Mais qui a dit, dit, dira ces mots ? j'ai de plus en plus souvent le sentiment de capter les pensées et les idées d'autrui, passées ou à venir, d'être une sorte d'aimant, de bouche et de gorge de maelström qui prend des autres tout ce dont elle a besoin et en fait usage après l'avoir mâché et digéré, puis le renvoie à la surface totalement transformé et, je l'espère, transformateur.

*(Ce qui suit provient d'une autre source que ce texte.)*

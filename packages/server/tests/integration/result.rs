use serde_json::json;

use crate::common::{TestApp, routes};

mod entry {
    use super::*;

    #[tokio::test]
    async fn totals_and_status_are_computed_on_create() {
        let app = TestApp::spawn().await;
        let token = app.admin_token().await;
        let fx = app.fixture(&token).await;
        let reg = app.register(&fx, "Anu Das", 7, "R1").await;

        let res = app
            .post_with_token(
                routes::RESULTS,
                &json!({
                    "registration_id": reg,
                    "gk": 90,
                    "science": 85,
                    "mathematics": 95,
                    "logical_reasoning": 80,
                    "current_affairs": 70,
                }),
                &token,
            )
            .await;

        assert_eq!(res.status, 201, "{}", res.text);
        assert_eq!(res.body["total"], 420);
        assert_eq!(res.body["percentage"], 84.0);
        assert_eq!(res.body["result_status"], "PASS");
        assert_eq!(res.body["exam_year_id"], fx.exam_year_id);
    }

    #[tokio::test]
    async fn client_supplied_total_is_ignored() {
        let app = TestApp::spawn().await;
        let token = app.admin_token().await;
        let fx = app.fixture(&token).await;
        let reg = app.register(&fx, "Anu Das", 7, "R1").await;

        let res = app
            .post_with_token(
                routes::RESULTS,
                &json!({
                    "registration_id": reg,
                    "gk": 10,
                    "science": 10,
                    "mathematics": 10,
                    "logical_reasoning": 10,
                    "current_affairs": 10,
                    "total": 500,
                }),
                &token,
            )
            .await;

        assert_eq!(res.status, 201, "{}", res.text);
        assert_eq!(res.body["total"], 50);
        assert_eq!(res.body["result_status"], "FAIL");
    }

    #[tokio::test]
    async fn score_above_hundred_is_rejected() {
        let app = TestApp::spawn().await;
        let token = app.admin_token().await;
        let fx = app.fixture(&token).await;
        let reg = app.register(&fx, "Anu Das", 7, "R1").await;

        let res = app
            .post_with_token(
                routes::RESULTS,
                &json!({
                    "registration_id": reg,
                    "gk": 101,
                    "science": 0,
                    "mathematics": 0,
                    "logical_reasoning": 0,
                    "current_affairs": 0,
                }),
                &token,
            )
            .await;

        assert_eq!(res.status, 400);
        assert_eq!(res.body["code"], "VALIDATION_ERROR");
    }

    #[tokio::test]
    async fn second_result_for_a_registration_conflicts() {
        let app = TestApp::spawn().await;
        let token = app.admin_token().await;
        let fx = app.fixture(&token).await;
        let reg = app.register(&fx, "Anu Das", 7, "R1").await;
        app.enter_result(&token, reg, [50, 50, 50, 50, 50]).await;

        let res = app
            .post_with_token(
                routes::RESULTS,
                &json!({
                    "registration_id": reg,
                    "gk": 60,
                    "science": 60,
                    "mathematics": 60,
                    "logical_reasoning": 60,
                    "current_affairs": 60,
                }),
                &token,
            )
            .await;

        assert_eq!(res.status, 409);
    }

    #[tokio::test]
    async fn unknown_registration_is_not_found() {
        let app = TestApp::spawn().await;
        let token = app.admin_token().await;

        let res = app
            .post_with_token(
                routes::RESULTS,
                &json!({
                    "registration_id": 4242,
                    "gk": 1,
                    "science": 1,
                    "mathematics": 1,
                    "logical_reasoning": 1,
                    "current_affairs": 1,
                }),
                &token,
            )
            .await;

        assert_eq!(res.status, 404);
    }
}

mod correction {
    use super::*;

    #[tokio::test]
    async fn partial_update_recomputes_from_merged_scores() {
        let app = TestApp::spawn().await;
        let token = app.admin_token().await;
        let fx = app.fixture(&token).await;
        let reg = app.register(&fx, "Anu Das", 7, "R1").await;
        let id = app.enter_result(&token, reg, [80, 75, 70, 60, 65]).await;

        let res = app
            .patch_with_token(&routes::result(id), &json!({"mathematics": 100}), &token)
            .await;

        assert_eq!(res.status, 200, "{}", res.text);
        assert_eq!(res.body["mathematics"], 100);
        assert_eq!(res.body["gk"], 80);
        assert_eq!(res.body["total"], 380);
        assert_eq!(res.body["percentage"], 76.0);
    }

    #[tokio::test]
    async fn empty_update_returns_result_unchanged() {
        let app = TestApp::spawn().await;
        let token = app.admin_token().await;
        let fx = app.fixture(&token).await;
        let reg = app.register(&fx, "Anu Das", 7, "R1").await;
        let id = app.enter_result(&token, reg, [80, 75, 70, 60, 65]).await;

        let res = app
            .patch_with_token(&routes::result(id), &json!({}), &token)
            .await;

        assert_eq!(res.status, 200, "{}", res.text);
        assert_eq!(res.body["total"], 350);
    }

    #[tokio::test]
    async fn update_rejects_out_of_range_score() {
        let app = TestApp::spawn().await;
        let token = app.admin_token().await;
        let fx = app.fixture(&token).await;
        let reg = app.register(&fx, "Anu Das", 7, "R1").await;
        let id = app.enter_result(&token, reg, [80, 75, 70, 60, 65]).await;

        let res = app
            .patch_with_token(&routes::result(id), &json!({"science": -1}), &token)
            .await;

        assert_eq!(res.status, 400);
    }

    #[tokio::test]
    async fn manager_can_enter_but_not_correct() {
        let app = TestApp::spawn().await;
        let admin = app.admin_token().await;
        let fx = app.fixture(&admin).await;
        let reg = app.register(&fx, "Anu Das", 7, "R1").await;
        let manager = app.create_user_with_role("clerk", "manager").await;

        let id = app.enter_result(&manager, reg, [50, 50, 50, 50, 50]).await;
        let res = app
            .patch_with_token(&routes::result(id), &json!({"gk": 60}), &manager)
            .await;
        assert_eq!(res.status, 403);

        let res = app.delete_with_token(&routes::result(id), &manager).await;
        assert_eq!(res.status, 403);
    }

    #[tokio::test]
    async fn delete_twice_is_not_found() {
        let app = TestApp::spawn().await;
        let token = app.admin_token().await;
        let fx = app.fixture(&token).await;
        let reg = app.register(&fx, "Anu Das", 7, "R1").await;
        let id = app.enter_result(&token, reg, [50, 50, 50, 50, 50]).await;

        let first = app.delete_with_token(&routes::result(id), &token).await;
        assert_eq!(first.status, 204);
        let second = app.delete_with_token(&routes::result(id), &token).await;
        assert_eq!(second.status, 404);
    }
}

mod listing {
    use super::*;

    #[tokio::test]
    async fn list_sorts_by_total() {
        let app = TestApp::spawn().await;
        let token = app.admin_token().await;
        let fx = app.fixture(&token).await;
        let low = app.register(&fx, "Low Scorer", 7, "R1").await;
        let high = app.register(&fx, "High Scorer", 7, "R2").await;
        app.enter_result(&token, low, [10, 10, 10, 10, 10]).await;
        app.enter_result(&token, high, [90, 90, 90, 90, 90]).await;

        let res = app
            .get_with_token(
                &format!("{}?sort_by=total&sort_order=desc", routes::RESULTS),
                &token,
            )
            .await;

        assert_eq!(res.status, 200, "{}", res.text);
        assert_eq!(res.body["pagination"]["total"], 2);
        assert_eq!(res.body["data"][0]["registration_id"], high);
        assert_eq!(res.body["data"][1]["registration_id"], low);
    }

    #[tokio::test]
    async fn list_filters_by_school() {
        let app = TestApp::spawn().await;
        let token = app.admin_token().await;
        let fx = app.fixture(&token).await;
        let other = app.create_school(&token, fx.district_id, "Other School").await;
        let here = app.register(&fx, "Anu Das", 7, "R1").await;
        let there = app
            .try_register(fx.exam_year_id, fx.district_id, other, "Bina Das", 7, "R1")
            .await
            .id();
        app.enter_result(&token, here, [50, 50, 50, 50, 50]).await;
        app.enter_result(&token, there, [60, 60, 60, 60, 60]).await;

        let res = app
            .get_with_token(&format!("{}?school_id={other}", routes::RESULTS), &token)
            .await;

        assert_eq!(res.status, 200, "{}", res.text);
        assert_eq!(res.body["pagination"]["total"], 1);
        assert_eq!(res.body["data"][0]["registration_id"], there);
    }

    #[tokio::test]
    async fn huge_page_number_returns_empty_page() {
        let app = TestApp::spawn().await;
        let token = app.admin_token().await;
        let fx = app.fixture(&token).await;
        let id = app.register(&fx, "Anu Das", 7, "R1").await;
        app.enter_result(&token, id, [50, 50, 50, 50, 50]).await;

        let res = app
            .get_with_token(
                &format!("{}?page={}&per_page=100", routes::RESULTS, u64::MAX),
                &token,
            )
            .await;

        assert_eq!(res.status, 200, "{}", res.text);
        assert_eq!(res.body["pagination"]["page"], 1_000_000);
        assert_eq!(res.body["pagination"]["total"], 1);
        assert_eq!(res.body["data"].as_array().map(Vec::len), Some(0));
    }
}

L'oeuvre est-elle le fils à qui on dit adieu sur un embarcadère ou devient-on le fils de son oeuvre, qu'on laisse derrière soi en gagnant le large pour que d'autres, plus tard, la célèbrent ou la condamnent ? Le véritable objectif n'est-il pas d'adopter après l'avoir obtenu le statut désagréable et mutuel d'orphelin, et de sauver ce qu'on peut et qui l'ont peut de sa vie et de son oeuvre à l'approche du typhon ?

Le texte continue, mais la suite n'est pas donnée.